Stay tuned for our upcoming blog about the Future of Food Conversation series- events all focused on applying the futures framework to different aspects of our food system!
The Community Listening Sessions
Community Listening Sessions
FeedBack Nashville (FBN) spent the month of June hosting a series of Community Listening Sessions to understand how people are experiencing food in Nashville and get feedback on the findings of the FeedBack Nashville food system survey: a city-wide survey that received more than 600 responses.
As a part of conducting a systemic diagnosis of Nashville’s food system, FeedBack Nashville partnered with Network for Sustainable Solutions to meet with community members throughout Nashville to share the initial themes from our city-wide survey and receive community members’ feedback and suggestions on preliminary findings. In addition to multiple virtual sessions, several FeedBack Nashville Steering Committee members’ hosted in-person events at their organizations, including the Tennessee Justice Center, Urban Housing Solutions, and Healing Minds and Souls. These events enabled FBN to tap into the community knowledge present throughout these networks.
At each community listening session, community members were asked to share their perspectives and responses to two key stories and themes that emerged from synthesizing survey responses.

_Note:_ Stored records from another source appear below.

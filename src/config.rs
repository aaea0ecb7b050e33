use anyhow::Context;
use axum::http::HeaderValue;

pub const DEFAULT_DATABASE_URL: &str = "sqlite://jobboard.sqlite";
pub const DEFAULT_CORS_ORIGIN: &str = "http://localhost:5173";

#[derive(Debug, Clone)]
pub struct AppConfig {
    pub database_url: String,
    pub max_connections: u32,
    pub host: String,
    pub port: u16,
    /// The single frontend origin allowed to make credentialed requests.
    pub cors_origin: HeaderValue,
}

impl AppConfig {
    pub fn from_env() -> anyhow::Result<Self> {
        Self::from_lookup(|key| std::env::var(key).ok())
    }

    /// Builds the config from any key/value source; `from_env` passes the process environment.
    pub fn from_lookup<F>(lookup: F) -> anyhow::Result<Self>
    where
        F: Fn(&str) -> Option<String>,
    {
        let database_url = lookup("DATABASE_URL").unwrap_or_else(|| DEFAULT_DATABASE_URL.into());
        let max_connections = match lookup("DB_MAX_CONNECTIONS") {
            Some(v) => v
                .parse::<u32>()
                .with_context(|| format!("DB_MAX_CONNECTIONS must be a positive integer, got {v:?}"))?,
            None => 5,
        };
        let host = lookup("APP_HOST").unwrap_or_else(|| "0.0.0.0".into());
        let port = match lookup("APP_PORT") {
            Some(v) => v
                .parse::<u16>()
                .with_context(|| format!("APP_PORT must be a port number, got {v:?}"))?,
            None => 8080,
        };
        let origin = lookup("CORS_ALLOWED_ORIGIN").unwrap_or_else(|| DEFAULT_CORS_ORIGIN.into());
        let cors_origin = HeaderValue::from_str(&origin)
            .with_context(|| format!("CORS_ALLOWED_ORIGIN is not a valid header value: {origin:?}"))?;

        Ok(Self {
            database_url,
            max_connections,
            host,
            port,
            cors_origin,
        })
    }
}

#[cfg(test)]
mod tests {
    use super::*;
    use std::collections::HashMap;

    fn lookup_from(pairs: &[(&str, &str)]) -> impl Fn(&str) -> Option<String> {
        let map: HashMap<String, String> = pairs
            .iter()
            .map(|(k, v)| (k.to_string(), v.to_string()))
            .collect();
        move |key| map.get(key).cloned()
    }

    #[test]
    fn defaults_apply_when_nothing_is_set() {
        let cfg = AppConfig::from_lookup(lookup_from(&[])).expect("defaults are valid");
        assert_eq!(cfg.database_url, DEFAULT_DATABASE_URL);
        assert_eq!(cfg.max_connections, 5);
        assert_eq!(cfg.host, "0.0.0.0");
        assert_eq!(cfg.port, 8080);
        assert_eq!(cfg.cors_origin, DEFAULT_CORS_ORIGIN);
    }

    #[test]
    fn explicit_values_override_defaults() {
        let cfg = AppConfig::from_lookup(lookup_from(&[
            ("DATABASE_URL", "sqlite://other.sqlite"),
            ("DB_MAX_CONNECTIONS", "2"),
            ("APP_HOST", "127.0.0.1"),
            ("APP_PORT", "9000"),
            ("CORS_ALLOWED_ORIGIN", "https://jobs.example.com"),
        ]))
        .expect("valid config");
        assert_eq!(cfg.database_url, "sqlite://other.sqlite");
        assert_eq!(cfg.max_connections, 2);
        assert_eq!(cfg.host, "127.0.0.1");
        assert_eq!(cfg.port, 9000);
        assert_eq!(cfg.cors_origin, "https://jobs.example.com");
    }

    #[test]
    fn rejects_non_numeric_port() {
        let err = AppConfig::from_lookup(lookup_from(&[("APP_PORT", "eighty")])).unwrap_err();
        assert!(err.to_string().contains("APP_PORT"));
    }

    #[test]
    fn rejects_bad_origin() {
        let err =
            AppConfig::from_lookup(lookup_from(&[("CORS_ALLOWED_ORIGIN", "bad\norigin")])).unwrap_err();
        assert!(err.to_string().contains("CORS_ALLOWED_ORIGIN"));
    }
}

One story, “The Story of Two Nashville’s,” highlights stark differences between two different Nashville’s. In one Nashville, people have access to plentiful, fresh, local, and delicious food. In this Nashville people own cars and can drive to grocery stores, farmers’ markets, and diverse restaurants that are abundant near their homes. In the other Nashville, almost everything about food is hard. There aren't many places close to people’s homes to buy food, especially if they don’t have a car. To get food in these parts of the city, community members often have to drive far, walk, or take public transportation, which is limited. In this Nashville, people also sometimes go hungry, and they are less likely to easily find and afford foods that match with their culture and background.
The second story, “Community Powered Food,” showcases our community’s vision for a better food future for our city, one that is defined by community agriculture, abundant and accessible local produce, limited food waste, and food accessibility and affordability for all. The story posits that this future is made possible by the 2024 Nashville residents, residents who banded together, determined to take action now to work towards a better future. The work did not happen overnight or through some perfect process; it happened through people building affordable housing that prioritized community gardens and proximity to farmers’ markets, through health care systems recognizing the importance of food as medicine and helping people access culturally relevant foods, and through everyday conversations with friends and neighbors.
Understanding both what separates and what connects these two Nashvilles and how we move forward together towards our community’s vision of “community powered food” is a vital part of working together as a community to bring forth a better food future for all Nashville residents. These sessions were filled with delicious refreshments, fruitful conversations, and poignant insights on how FeedBack Nashville’s work should move forward. Community members shared that the story of “two Nashvilles” feels accurate to them, but they also want to highlight that this division was built intentionally, that there has been a systemic prioritization of some communities and interests at the expense of others. They also shared that, because of Nashville’s explosive growth, economic and climate related volatility, and a growing number of motivated community members, the time to take substantive action towards a better food future is now. The feedback gained at these listening sessions is now being used to identify and design a series of transformational actions our community can take in the coming years to build the future we're envisioning together.